= Sarah Payne (actress) =

British actress and singer

Sarah Payne (born 1959) is a British actress and soprano. She has worked extensively in London's West End, and has played various roles in theatre, comedy, musical theatre, and opera. She is best known for the role of Lina Lamont in the 1983 West End production of Singin' in the Rain; a role for which she was nominated for an Olivier Award.

==Career==
Payne initially trained as a musician, and studied music at Durham University. She was offered a part in a musical, and within two years she received a Best Actress of the Year in a Musical Olivier Award nomination for creating the role of Lina Lamont in Singin' in the Rain (1983) at London's Palladium Theatre. She returned to that theatre in 1985 in the title role of pantomime Cinderella.
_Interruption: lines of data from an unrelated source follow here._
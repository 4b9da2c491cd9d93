//! The record-store contract the engine persists through.
//!
//! Records are schemaless: an id, a kind tag, an arbitrary data payload, a
//! timestamp and a source label. Queries are conjunctions of field
//! predicates over the built-in fields (`id`, `type`, `source`,
//! `timestamp`) or dotted paths into `data` (e.g. `data.temperature`).

use chrono::{DateTime, Utc};
use serde::{Deserialize, Serialize};

use reflex_core::Value;

use crate::error::Result;

/// One stored record.
#[derive(Debug, Clone, PartialEq, Serialize, Deserialize)]
pub struct Record {
    pub id: String,
    /// Record kind tag (`type` in queries).
    pub kind: String,
    pub data: Value,
    pub timestamp: DateTime<Utc>,
    pub source: String,
}

impl Record {
    pub fn new(
        id: impl Into<String>,
        kind: impl Into<String>,
        data: Value,
        source: impl Into<String>,
    ) -> Self {
        Self {
            id: id.into(),
            kind: kind.into(),
            data,
            timestamp: Utc::now(),
            source: source.into(),
        }
    }
}

/// Predicate operators for query filters.
#[derive(Debug, Clone, Copy, PartialEq, Eq, Serialize, Deserialize)]
#[serde(rename_all = "snake_case")]
pub enum QueryOp {
    Eq,
    Ne,
    Gt,
    Ge,
    Lt,
    Le,
    Contains,
    StartsWith,
    EndsWith,
}

/// One field predicate. Filters combine conjunctively.
#[derive(Debug, Clone, Serialize, Deserialize)]
pub struct QueryFilter {
    pub field: String,
    pub op: QueryOp,
    pub value: Value,
}

impl QueryFilter {
    pub fn new(field: impl Into<String>, op: QueryOp, value: impl Into<Value>) -> Self {
        Self {
            field: field.into(),
            op,
            value: value.into(),
        }
    }

    /// Whether `record` satisfies this predicate. Unresolvable fields
    /// compare as `Null`.
    pub fn matches(&self, record: &Record) -> bool {
        let field_value = resolve_field(record, &self.field);
        match self.op {
            QueryOp::Eq => field_value == self.value,
            QueryOp::Ne => field_value != self.value,
            QueryOp::Gt => field_value.compare(&self.value) == Some(std::cmp::Ordering::Greater),
            QueryOp::Lt => field_value.compare(&self.value) == Some(std::cmp::Ordering::Less),
            QueryOp::Ge => matches!(
                field_value.compare(&self.value),
                Some(std::cmp::Ordering::Greater | std::cmp::Ordering::Equal)
            ),
            QueryOp::Le => matches!(
                field_value.compare(&self.value),
                Some(std::cmp::Ordering::Less | std::cmp::Ordering::Equal)
            ),
            QueryOp::Contains => string_pred(&field_value, &self.value, |a, b| a.contains(b)),
            QueryOp::StartsWith => {
                string_pred(&field_value, &self.value, |a, b| a.starts_with(b))
            }
            QueryOp::EndsWith => string_pred(&field_value, &self.value, |a, b| a.ends_with(b)),
        }
    }
}

fn string_pred(field: &Value, needle: &Value, pred: impl Fn(&str, &str) -> bool) -> bool {
    match (field.as_str(), needle.as_str()) {
        (Some(a), Some(b)) => pred(a, b),
        _ => false,
    }
}

/// `id`, `type`, `source` and `timestamp` resolve to record metadata
/// (timestamps as epoch milliseconds); `data.*` paths walk the payload.
fn resolve_field(record: &Record, field: &str) -> Value {
    match field {
        "id" => Value::Str(record.id.clone()),
        "type" => Value::Str(record.kind.clone()),
        "source" => Value::Str(record.source.clone()),
        "timestamp" => Value::Int(record.timestamp.timestamp_millis()),
        path => match path.strip_prefix("data.") {
            Some(rest) => rest.split('.').fold(record.data.clone(), |v, key| v.get(key)),
            None if path == "data" => record.data.clone(),
            None => Value::Null,
        },
    }
}

/// One page of query results.
#[derive(Debug, Clone, Serialize)]
pub struct QueryPage {
    pub records: Vec<Record>,
    /// Matches before paging.
    pub total: usize,
    pub offset: usize,
    pub limit: usize,
}

/// Storage back-end contract. Implementations serialize access internally;
/// every method takes `&self`.
pub trait Store: Send + Sync {
    /// Insert a record; duplicate ids are rejected.
    fn insert(&self, record: Record) -> Result<()>;

    /// Replace a record's data payload (refreshing its timestamp); returns
    /// false for unknown ids.
    fn update(&self, id: &str, data: Value) -> Result<bool>;

    /// Remove by id; returns false for unknown ids.
    fn remove(&self, id: &str) -> Result<bool>;

    fn find(&self, id: &str) -> Result<Option<Record>>;

    /// Filtered query in insertion order with offset/limit paging.
    fn query(&self, filters: &[QueryFilter], offset: usize, limit: usize) -> Result<QueryPage>;

    fn query_by_kind(&self, kind: &str, offset: usize, limit: usize) -> Result<QueryPage> {
        self.query(
            &[QueryFilter::new("type", QueryOp::Eq, kind)],
            offset,
            limit,
        )
    }

    fn count(&self, filters: &[QueryFilter]) -> Result<usize>;

    fn count_by_kind(&self, kind: &str) -> Result<usize> {
        self.count(&[QueryFilter::new("type", QueryOp::Eq, kind)])
    }

    /// Drop records older than `cutoff`; returns how many were removed.
    fn cleanup_before(&self, cutoff: DateTime<Utc>) -> Result<usize>;

    fn len(&self) -> Result<usize>;

    fn is_empty(&self) -> Result<bool> {
        Ok(self.len()? == 0)
    }
}
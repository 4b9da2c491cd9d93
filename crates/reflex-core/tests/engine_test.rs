//! End-to-end rule engine scenarios.
//!
//! Exercises firing, throttling, priority ordering and group gating through
//! the public API with an injected monotonic clock.

use std::sync::{Arc, Mutex};

use reflex_core::{Context, Engine, Value};

/// Shared log of `(action, params)` invocations, for asserting order.
type CallLog = Arc<Mutex<Vec<(String, Value)>>>;

fn recording_engine(log: CallLog, actions: &[&str]) -> Engine {
    let mut engine = Engine::new();
    for name in actions {
        let log = log.clone();
        let name = name.to_string();
        engine.register_action(
            name.clone(),
            Box::new(move |params, _ctx| {
                log.lock().unwrap().push((name.clone(), params.clone()));
            }),
        );
    }
    engine
}

#[test]
fn simple_condition_fires_with_params() {
    let log: CallLog = Arc::new(Mutex::new(Vec::new()));
    let mut engine = recording_engine(log.clone(), &["fan_on"]);
    engine
        .load(&serde_json::json!({"rules": [{
            "id": "r1",
            "when": {"left": "t", "op": ">", "right": 40},
            "do": [{"action": "fan_on", "params": {"level": 2}}],
            "mode": "repeat",
            "throttle_ms": 0,
            "priority": 500,
        }]}))
        .unwrap();

    let mut ctx = Context::new();
    ctx.set("t", 45);
    engine.tick_at(&mut ctx, 100);

    let calls = log.lock().unwrap();
    assert_eq!(calls.len(), 1);
    assert_eq!(calls[0].0, "fan_on");
    assert_eq!(calls[0].1.get("level"), Value::Int(2));
}

#[test]
fn unsatisfied_condition_does_not_fire() {
    let log: CallLog = Arc::new(Mutex::new(Vec::new()));
    let mut engine = recording_engine(log.clone(), &["fan_on"]);
    engine
        .load(&serde_json::json!({"rules": [{
            "id": "r1",
            "when": {"left": "t", "op": ">", "right": 40},
            "do": [{"action": "fan_on"}],
        }]}))
        .unwrap();

    let mut ctx = Context::new();
    ctx.set("t", 35);
    engine.tick_at(&mut ctx, 100);
    assert!(log.lock().unwrap().is_empty());
}

#[test]
fn throttle_suppresses_second_fire_within_window() {
    let log: CallLog = Arc::new(Mutex::new(Vec::new()));
    let mut engine = recording_engine(log.clone(), &["act"]);
    engine
        .load(&serde_json::json!({"rules": [{
            "id": "r1",
            "when": {"left": "t", "op": ">", "right": 40},
            "do": [{"action": "act"}],
            "throttle_ms": 1000,
        }]}))
        .unwrap();

    let mut ctx = Context::new();
    ctx.set("t", 45);
    engine.tick_at(&mut ctx, 100);
    engine.tick_at(&mut ctx, 800);
    assert_eq!(log.lock().unwrap().len(), 1);

    // Once the window elapses the rule fires again.
    engine.tick_at(&mut ctx, 1100);
    assert_eq!(log.lock().unwrap().len(), 2);
}

#[test]
fn rules_fire_in_priority_order() {
    let log: CallLog = Arc::new(Mutex::new(Vec::new()));
    let mut engine = recording_engine(log.clone(), &["a", "b", "c"]);
    engine
        .load(&serde_json::json!({"rules": [
            {"id": "r_a", "priority": 300, "when": {"left": "go", "op": "==", "right": true},
             "do": [{"action": "a"}]},
            {"id": "r_b", "priority": 100, "when": {"left": "go", "op": "==", "right": true},
             "do": [{"action": "b"}]},
            {"id": "r_c", "priority": 200, "when": {"left": "go", "op": "==", "right": true},
             "do": [{"action": "c"}]},
        ]}))
        .unwrap();

    let mut ctx = Context::new();
    ctx.set("go", true);
    engine.tick_at(&mut ctx, 10);

    let order: Vec<String> = log.lock().unwrap().iter().map(|(n, _)| n.clone()).collect();
    assert_eq!(order, vec!["b", "c", "a"]);
}

#[test]
fn priority_ties_break_by_id() {
    let mut engine = Engine::new();
    engine
        .load(&serde_json::json!({"rules": [
            {"id": "zeta", "priority": 100, "when": {"left": "x", "op": ">", "right": 0}},
            {"id": "alpha", "priority": 100, "when": {"left": "x", "op": ">", "right": 0}},
            {"id": "mid", "priority": 50, "when": {"left": "x", "op": ">", "right": 0}},
        ]}))
        .unwrap();

    let ids: Vec<&str> = engine.rules().iter().map(|r| r.id.as_str()).collect();
    assert_eq!(ids, vec!["mid", "alpha", "zeta"]);
}

#[test]
fn group_disable_suppresses_and_enable_restores() {
    let log: CallLog = Arc::new(Mutex::new(Vec::new()));
    let mut engine = recording_engine(log.clone(), &["stop_a", "stop_b"]);
    engine
        .load(&serde_json::json!({"rules": [
            {"id": "g1", "group": "safety", "when": {"left": "alarm", "op": "==", "right": true},
             "do": [{"action": "stop_a"}]},
            {"id": "g2", "group": "safety", "when": {"left": "alarm", "op": "==", "right": true},
             "do": [{"action": "stop_b"}]},
        ]}))
        .unwrap();

    let mut ctx = Context::new();
    ctx.set("alarm", true);

    engine.disable_rule_group("safety");
    engine.tick_at(&mut ctx, 10);
    assert!(log.lock().unwrap().is_empty());

    engine.enable_rule_group("safety");
    engine.tick_at(&mut ctx, 20);
    assert_eq!(log.lock().unwrap().len(), 2);
}

#[test]
fn unknown_group_is_enabled() {
    let mut engine = Engine::new();
    assert!(engine.is_group_enabled("never-mentioned"));
}

#[test]
fn once_rule_fires_a_single_time() {
    let log: CallLog = Arc::new(Mutex::new(Vec::new()));
    let mut engine = recording_engine(log.clone(), &["act"]);
    engine
        .load(&serde_json::json!({"rules": [{
            "id": "r1",
            "mode": "once",
            "when": {"left": "t", "op": ">", "right": 0},
            "do": [{"action": "act"}],
        }]}))
        .unwrap();

    let mut ctx = Context::new();
    ctx.set("t", 1);
    engine.tick_at(&mut ctx, 10);
    engine.tick_at(&mut ctx, 20);
    assert_eq!(log.lock().unwrap().len(), 1);
    assert!(engine.rule("r1").unwrap().disabled);
}

#[test]
fn reenabled_rule_keeps_throttle_stamp() {
    let log: CallLog = Arc::new(Mutex::new(Vec::new()));
    let mut engine = recording_engine(log.clone(), &["act"]);
    engine
        .load(&serde_json::json!({"rules": [{
            "id": "r1",
            "when": {"left": "t", "op": ">", "right": 0},
            "do": [{"action": "act"}],
            "throttle_ms": 1000,
        }]}))
        .unwrap();

    let mut ctx = Context::new();
    ctx.set("t", 1);
    engine.tick_at(&mut ctx, 100);
    engine.disable_rule("r1");
    engine.enable_rule("r1");
    // Still inside the throttle window opened at t=100.
    engine.tick_at(&mut ctx, 500);
    assert_eq!(log.lock().unwrap().len(), 1);
}

#[test]
fn reload_resets_ordering_and_fire_stamps() {
    let cfg = serde_json::json!({"rules": [
        {"id": "b", "priority": 200, "when": {"left": "x", "op": ">", "right": 0}},
        {"id": "a", "priority": 100, "when": {"left": "x", "op": ">", "right": 0}},
    ]});

    let mut engine = Engine::new();
    engine.load(&cfg).unwrap();
    let mut ctx = Context::new();
    ctx.set("x", 1);
    engine.tick_at(&mut ctx, 50);
    assert!(engine.rules().iter().all(|r| r.last_fire_ms == 50));

    engine.load(&cfg).unwrap();
    let ids: Vec<&str> = engine.rules().iter().map(|r| r.id.as_str()).collect();
    assert_eq!(ids, vec!["a", "b"]);
    assert!(engine.rules().iter().all(|r| r.last_fire_ms == 0));
}

#[test]
fn set_priority_resorts() {
    let mut engine = Engine::new();
    engine
        .load(&serde_json::json!({"rules": [
            {"id": "a", "priority": 100, "when": {"left": "x", "op": ">", "right": 0}},
            {"id": "b", "priority": 200, "when": {"left": "x", "op": ">", "right": 0}},
        ]}))
        .unwrap();

    assert!(engine.set_rule_priority("b", 10));
    let ids: Vec<&str> = engine.rules().iter().map(|r| r.id.as_str()).collect();
    assert_eq!(ids, vec!["b", "a"]);

    // Out-of-range priorities clamp.
    assert!(engine.set_rule_priority("a", 99_999));
    assert_eq!(engine.rule("a").unwrap().priority, 1000);
    assert!(!engine.set_rule_priority("missing", 1));
}

#[test]
fn expression_condition_with_history() {
    use reflex_core::RingHistoryProvider;

    let history = Arc::new(RingHistoryProvider::new(16));
    for v in [40.0, 44.0, 48.0] {
        history.record("t", v);
    }

    let log: CallLog = Arc::new(Mutex::new(Vec::new()));
    let mut engine = recording_engine(log.clone(), &["alert"]);
    engine.set_history(history);
    engine
        .load(&serde_json::json!({"rules": [{
            "id": "rising",
            "when": {"expression": {"op": "&&",
                "left": {"op": ">", "left": {"func": "avg_last_n", "args": ["t", 3]}, "right": 40},
                "right": {"op": "==", "left": {"func": "trend", "args": ["t", 3]}, "right": 1},
            }},
            "do": [{"action": "alert"}],
        }]}))
        .unwrap();

    let mut ctx = Context::new();
    ctx.set("t", 48);
    engine.tick_at(&mut ctx, 10);
    assert_eq!(log.lock().unwrap().len(), 1);
}
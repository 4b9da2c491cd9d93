//! Rule trigger conditions.

use serde::{Deserialize, Serialize};

use crate::context::Context;
use crate::error::{EngineError, Result};
use crate::expr::Expr;
use crate::history::HistoryProvider;
use crate::value::Value;

/// Comparison operators for simple conditions.
#[derive(Debug, Clone, Copy, PartialEq, Eq, Serialize, Deserialize)]
pub enum CmpOp {
    Eq,
    Ne,
    Gt,
    Lt,
    Ge,
    Le,
}

impl CmpOp {
    pub fn parse(s: &str) -> Option<Self> {
        Some(match s {
            "==" => Self::Eq,
            "!=" => Self::Ne,
            ">" => Self::Gt,
            "<" => Self::Lt,
            ">=" => Self::Ge,
            "<=" => Self::Le,
            _ => return None,
        })
    }

    pub fn as_str(&self) -> &'static str {
        match self {
            Self::Eq => "==",
            Self::Ne => "!=",
            Self::Gt => ">",
            Self::Lt => "<",
            Self::Ge => ">=",
            Self::Le => "<=",
        }
    }

    /// Apply against two values using the JSON-like value ordering; ordered
    /// comparisons across incomparable types are false.
    pub fn evaluate(&self, left: &Value, right: &Value) -> bool {
        match self {
            Self::Eq => left == right,
            Self::Ne => left != right,
            Self::Gt => left.compare(right) == Some(std::cmp::Ordering::Greater),
            Self::Lt => left.compare(right) == Some(std::cmp::Ordering::Less),
            Self::Ge => matches!(
                left.compare(right),
                Some(std::cmp::Ordering::Greater | std::cmp::Ordering::Equal)
            ),
            Self::Le => matches!(
                left.compare(right),
                Some(std::cmp::Ordering::Less | std::cmp::Ordering::Equal)
            ),
        }
    }
}

/// A rule trigger: a single comparison, an `all`/`any` tree of
/// sub-conditions, or a full expression.
#[derive(Debug, Clone, PartialEq, Serialize, Deserialize)]
pub enum Condition {
    /// `ctx[left] <op> right`.
    Simple {
        left: String,
        op: CmpOp,
        right: Value,
    },
    /// Every sub-condition must hold. An empty list evaluates to false,
    /// matching the long-standing evaluator behavior.
    All(Vec<Condition>),
    /// Any sub-condition may hold. Empty list evaluates to false.
    Any(Vec<Condition>),
    /// Arbitrary expression, truthy-coerced.
    Expr(Expr),
}

impl Condition {
    /// Parse the `when` grammar: `expression` wins over `all` over `any`
    /// over the simple `left`/`op`/`right` form.
    pub fn from_json(json: &serde_json::Value) -> Result<Condition> {
        let obj = json
            .as_object()
            .ok_or_else(|| EngineError::Parse(format!("condition must be an object, got {json}")))?;

        if let Some(expr) = obj.get("expression") {
            return Ok(Condition::Expr(Expr::from_json(expr)?));
        }
        if let Some(all) = obj.get("all") {
            let items = all.as_array().ok_or_else(|| {
                EngineError::Parse("condition 'all' must be an array".to_string())
            })?;
            return Ok(Condition::All(
                items.iter().map(Condition::from_json).collect::<Result<_>>()?,
            ));
        }
        if let Some(any) = obj.get("any") {
            let items = any.as_array().ok_or_else(|| {
                EngineError::Parse("condition 'any' must be an array".to_string())
            })?;
            return Ok(Condition::Any(
                items.iter().map(Condition::from_json).collect::<Result<_>>()?,
            ));
        }

        let left = obj
            .get("left")
            .and_then(|v| v.as_str())
            .ok_or_else(|| EngineError::Parse(format!("condition is missing 'left': {json}")))?;
        let op_name = obj
            .get("op")
            .and_then(|v| v.as_str())
            .ok_or_else(|| EngineError::Parse(format!("condition is missing 'op': {json}")))?;
        let op = CmpOp::parse(op_name)
            .ok_or_else(|| EngineError::Parse(format!("unknown comparison operator: {op_name}")))?;
        let right = obj
            .get("right")
            .map(Value::from)
            .ok_or_else(|| EngineError::Parse(format!("condition is missing 'right': {json}")))?;

        Ok(Condition::Simple {
            left: left.to_string(),
            op,
            right,
        })
    }

    pub fn eval(&self, ctx: &Context) -> bool {
        self.eval_with(ctx, None)
    }

    /// Evaluate with short-circuiting; `All` stops at the first false,
    /// `Any` at the first true.
    pub fn eval_with(&self, ctx: &Context, history: Option<&dyn HistoryProvider>) -> bool {
        match self {
            Condition::Simple { left, op, right } => op.evaluate(&ctx.get(left), right),
            Condition::All(items) => {
                !items.is_empty() && items.iter().all(|c| c.eval_with(ctx, history))
            }
            Condition::Any(items) => items.iter().any(|c| c.eval_with(ctx, history)),
            Condition::Expr(expr) => expr.eval_with(ctx, history).truthy(),
        }
    }
}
Her major theatre credits also include such shows as The Rocky Horror Show (1979), Barnum (1981), Cricket (1986), The Mystery of Edwin Drood (1987), Risky Kisses (1990), The Marriage of Figaro (1991), Showtune (1998, then titled The Best of Times), High Spirits (2001), and Follies (2006). She also appeared in the 1985 Royal Variety Performance.

Payne sings on the 1986 studio cast recording of the concept musical Josephine, and on the 1992 London concert album of Nine. She sang Donna Elvira in Don Giovanni at the Greenwich Theatre in 1990.